Woods will be among the betting favorites when the Masters begins Thursday after a successful return to competition following 10 months away because of spinal fusion surgery on April 19, 2017.
In five tournaments on the PGA Tour, Woods has made four cuts, including a tie for second at the Valspar Championship and a tie for fifth at the Arnold Palmer Invitational, ramping up the hype even more.
That's a long way removed from the past two Masters, when Woods in each case had made an effort to prepare for and play in the tournament, only to send along his regrets just days before tournament week.
"Of course, I'm always going to try," Woods said when asked how seriously he considered playing the past two years. "But I really had a hard time walking. I knew I couldn't swing, couldn't play. And that made it even harder being there. If I wasn't there, it's a lot easier. But when I step foot on the property, knowing all the good memories and all the things I've done in the past on the golf course, it's harder."
Woods said the mood was somber two years ago as he realized that Arnold Palmer was in poor health. Wood and Palmer each won the Masters four times, trailing only Jack Nicklaus, who donned the green jacket six times.
Helping Palmer get seated at the dinner that night, Woods said, was worse than his own troubles. Palmer was unable to participate in the honorary starter ceremony the next morning with Nicklaus and Gary Player; Palmer died less than six months later.
Woods' outlook was dire a year ago for a different reason. He wondered if he'd ever play again. At the time, he was just a few weeks away from having the spinal fusion surgery that required he go six months without swinging a club.
Nobody, most of all Woods, knew how he would emerge. Even as he was about to start swinging a club again, Woods said on Sept. 27, "I don't know what my future holds for me."
"There were plenty of dark thoughts," Woods said. "Because I really couldn't do it. That's what makes this year so exciting. I've got a chance to really do some good playing. That hasn't been the case for years."

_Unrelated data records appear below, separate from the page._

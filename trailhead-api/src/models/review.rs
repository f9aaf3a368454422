//! Reviews: one per (tour, user), 1-5 rating, aggregate recomputation source.

use bson::{oid::ObjectId, DateTime, Document};
use chrono::Utc;
use serde::{Deserialize, Serialize};
use validator::Validate;

#[derive(Debug, Clone, Serialize, Deserialize)]
pub struct Review {
    #[serde(rename = "_id")]
    pub id: ObjectId,

    pub review: String,

    /// 1.0..=5.0
    pub rating: f64,

    pub tour: ObjectId,

    pub user: ObjectId,

    pub created_at: DateTime,
}

#[derive(Debug, Clone, Serialize)]
pub struct ReviewResponse {
    pub id: String,
    pub review: String,
    pub rating: f64,
    pub tour: String,
    pub user: String,
    pub created_at: chrono::DateTime<Utc>,
}

impl From<Review> for ReviewResponse {
    fn from(review: Review) -> Self {
        Self {
            id: review.id.to_hex(),
            review: review.review,
            rating: review.rating,
            tour: review.tour.to_hex(),
            user: review.user.to_hex(),
            created_at: review.created_at.to_chrono(),
        }
    }
}

#[derive(Debug, Clone, Deserialize, Validate)]
pub struct CreateReview {
    #[validate(length(min = 1, message = "Review cannot be empty!"))]
    pub review: String,

    #[validate(range(min = 1.0, max = 5.0, message = "Rating must be between 1 and 5"))]
    pub rating: f64,

    /// Optional in the body; nested routes take it from the path instead.
    pub tour: Option<String>,
}

impl CreateReview {
    pub fn into_review(self, tour: ObjectId, user: ObjectId) -> Review {
        Review {
            id: ObjectId::new(),
            review: self.review,
            rating: self.rating,
            tour,
            user,
            created_at: DateTime::now(),
        }
    }
}

#[derive(Debug, Clone, Default, Deserialize, Validate)]
pub struct UpdateReview {
    #[validate(length(min = 1, message = "Review cannot be empty!"))]
    pub review: Option<String>,

    #[validate(range(min = 1.0, max = 5.0, message = "Rating must be between 1 and 5"))]
    pub rating: Option<f64>,
}

impl UpdateReview {
    pub fn into_set_document(self) -> Document {
        let mut set = Document::new();
        if let Some(review) = self.review {
            set.insert("review", review);
        }
        if let Some(rating) = self.rating {
            set.insert("rating", rating);
        }
        set
    }
}

#[cfg(test)]
mod tests {
    use super::*;
    use validator::Validate;

    #[test]
    fn test_rating_bounds() {
        let base = CreateReview {
            review: "Loved it".into(),
            rating: 5.0,
            tour: None,
        };
        assert!(base.validate().is_ok());

        let low = CreateReview { rating: 0.5, ..base.clone() };
        assert!(low.validate().is_err());

        let high = CreateReview { rating: 5.5, ..base };
        assert!(high.validate().is_err());
    }

    #[test]
    fn test_empty_review_rejected() {
        let review = CreateReview {
            review: String::new(),
            rating: 3.0,
            tour: None,
        };
        assert!(review.validate().is_err());
    }

    #[test]
    fn test_update_document_only_carries_set_fields() {
        let set = UpdateReview {
            rating: Some(4.0),
            ..Default::default()
        }
        .into_set_document();
        assert_eq!(set.get_f64("rating").unwrap(), 4.0);
        assert!(!set.contains_key("review"));
    }

    #[test]
    fn test_into_review_binds_tour_and_author() {
        let tour = ObjectId::new();
        let user = ObjectId::new();
        let review = CreateReview {
            review: "Great guides".into(),
            rating: 4.0,
            tour: None,
        }
        .into_review(tour, user);
        assert_eq!(review.tour, tour);
        assert_eq!(review.user, user);
    }
}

Woods visited Augusta National on March 22- 23, playing practice rounds each day, according to a post on his website. He had said following the Arnold Palmer Invitational that he would spend considerable time charting the greens and learning the course again.
As has been his custom, Woods used a local caddie named Jay Thacker -- Augusta National requires one of its caddies to be employed during non-tournament weeks -- and took his time making his way around the course.
His pre-tournament preparation has varied over the years. Woods said he has never played Augusta National -- as would be his privilege as a past champion -- other than in the weeks leading up to the tournament to get a feel for any changes made.
For several years, Woods made a habit of playing a Sunday practice round at Augusta National, when no spectators are around and just a handful of tournament participants and members are on the course.
But he didn't do so the last time he played (in 2015), showing up on Monday -- having taken the previous nine weeks off to address short-game issues -- and then, surprisingly, tying for 17th. And he elected to skip Sunday this year, too.
No matter. Few know the golf course as well as Woods, who last won here in 2005 but has seven top-six finishes in his past nine starts. He also arrives healthy for the first time since 2013, when he tied for fourth.
That is why there is so much optimism, especially from Woods.
"Quite a shift," Woods said on his website. "Six months ago, the odds were I wasn't even going to play. I've been better with each week I've competed. A little more crisp. I'm starting to put the pieces together."